The toxicity explores any severe or fatal adverse effects of the vaccine design. The most common severe adverse effects associated with vaccines are caused by an inflammation elicited that is accompanied by the release of proinflammatory cytokines that evokes an acute-phase response involving the production of IL-6, C-reactive protein (CRP), fibrinogen, or TNF.14 The entry of these acute-phase cytokines into the bloodstream might trigger fever or malaise. Since vaccines are administrated by intramuscular injection, they might also cause some local trauma and small pain that does not last longer than a week but, in some cases, might be longer. Another type of severe adverse effects is the induction of autoimmune diseases in rare cases as the cases of systemic lupus erythematosus detected in some adolescent girls after HPV vaccination or the Guillain-Barré syndrome, a neurological complication immune-mediated, a rare event observed six weeks after a dose of tetanus, oral polio, rabies or influenza containing vaccines.15,16 In fact, autoimmune diseases can be explained by the molecular mimicry of the antigen and the production of autoantibodies.
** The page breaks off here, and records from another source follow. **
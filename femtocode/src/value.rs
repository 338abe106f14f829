//! Literal values as the expression builder hands them to the algebra.

use serde::Serialize;
use std::collections::BTreeMap;
use std::fmt;

/// A literal value
#[derive(Debug, Clone, PartialEq, Serialize)]
#[serde(untagged)]
pub enum LiteralValue {
    Null,
    Boolean(bool),
    Number(f64),
    String(String),
    Collection(Vec<LiteralValue>),
    Record(BTreeMap<String, LiteralValue>),
}

impl LiteralValue {
    /// Human-readable name of the value's kind, for diagnostics
    pub fn kind(&self) -> &'static str {
        match self {
            LiteralValue::Null => "null",
            LiteralValue::Boolean(_) => "boolean",
            LiteralValue::Number(_) => "number",
            LiteralValue::String(_) => "string",
            LiteralValue::Collection(_) => "collection",
            LiteralValue::Record(_) => "record",
        }
    }

    pub fn as_number(&self) -> Option<f64> {
        match self {
            LiteralValue::Number(n) => Some(*n),
            _ => None,
        }
    }

    /// True for finite numbers with no fractional part
    pub fn is_whole_number(&self) -> bool {
        match self {
            LiteralValue::Number(n) => n.is_finite() && n.fract() == 0.0,
            _ => false,
        }
    }
}

impl From<f64> for LiteralValue {
    fn from(n: f64) -> Self {
        LiteralValue::Number(n)
    }
}

impl From<i64> for LiteralValue {
    fn from(n: i64) -> Self {
        LiteralValue::Number(n as f64)
    }
}

impl From<bool> for LiteralValue {
    fn from(b: bool) -> Self {
        LiteralValue::Boolean(b)
    }
}

impl From<&str> for LiteralValue {
    fn from(s: &str) -> Self {
        LiteralValue::String(s.to_string())
    }
}

impl fmt::Display for LiteralValue {
    fn fmt(&self, f: &mut fmt::Formatter<'_>) -> fmt::Result {
        match self {
            LiteralValue::Null => write!(f, "none"),
            LiteralValue::Boolean(b) => write!(f, "{}", b),
            LiteralValue::Number(n) => write!(f, "{}", n),
            LiteralValue::String(s) => write!(f, "{:?}", s),
            LiteralValue::Collection(items) => {
                write!(f, "[")?;
                for (i, item) in items.iter().enumerate() {
                    if i > 0 {
                        write!(f, ", ")?;
                    }
                    write!(f, "{}", item)?;
                }
                write!(f, "]")
            }
            LiteralValue::Record(fields) => {
                write!(f, "{{")?;
                for (i, (name, value)) in fields.iter().enumerate() {
                    if i > 0 {
                        write!(f, ", ")?;
                    }
                    write!(f, "{}: {}", name, value)?;
                }
                write!(f, "}}")
            }
        }
    }
}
Some viruses such as Epstein-Barr (EBV), cytomegalovirus (CMV), human immunodeficiency virus (HIV), influenza (HIN1) or human T lymphotropic virus (HTLV-1) are examples that might induce autoimmune diseases, and SARS-CoV-2 infection can also trigger autoantibodies.17 Also, some components of the vaccine formulation such as adjuvants that induce innate immunity and are required to augment the immune response or other ingredients such as preservatives or stabilizers might cause some toxicities or some autoimmune associated reactions.18
The immunogenicity is based on the ability of an antigen or antigens to induce the adaptive immune system, formed by T-lymphocytes, both CD4+ and CD8+ T cells, as well as B-lymphocytes.19 To measure the vaccine immunogenicity specific antibodies in the blood are measured. If vaccines induced a good immune memory, a large increase in the antibody levels occurs after the application of a booster dose of the vaccine. But not only do antibodies measure the immunogenicity of a vaccine, but vaccines also induce the expansion of CD4+ and CD8+ T cells specific for the vaccine antigen, and therefore, antigen-specific T cells are examined to determine if a vaccine induces a strong cellular immune response.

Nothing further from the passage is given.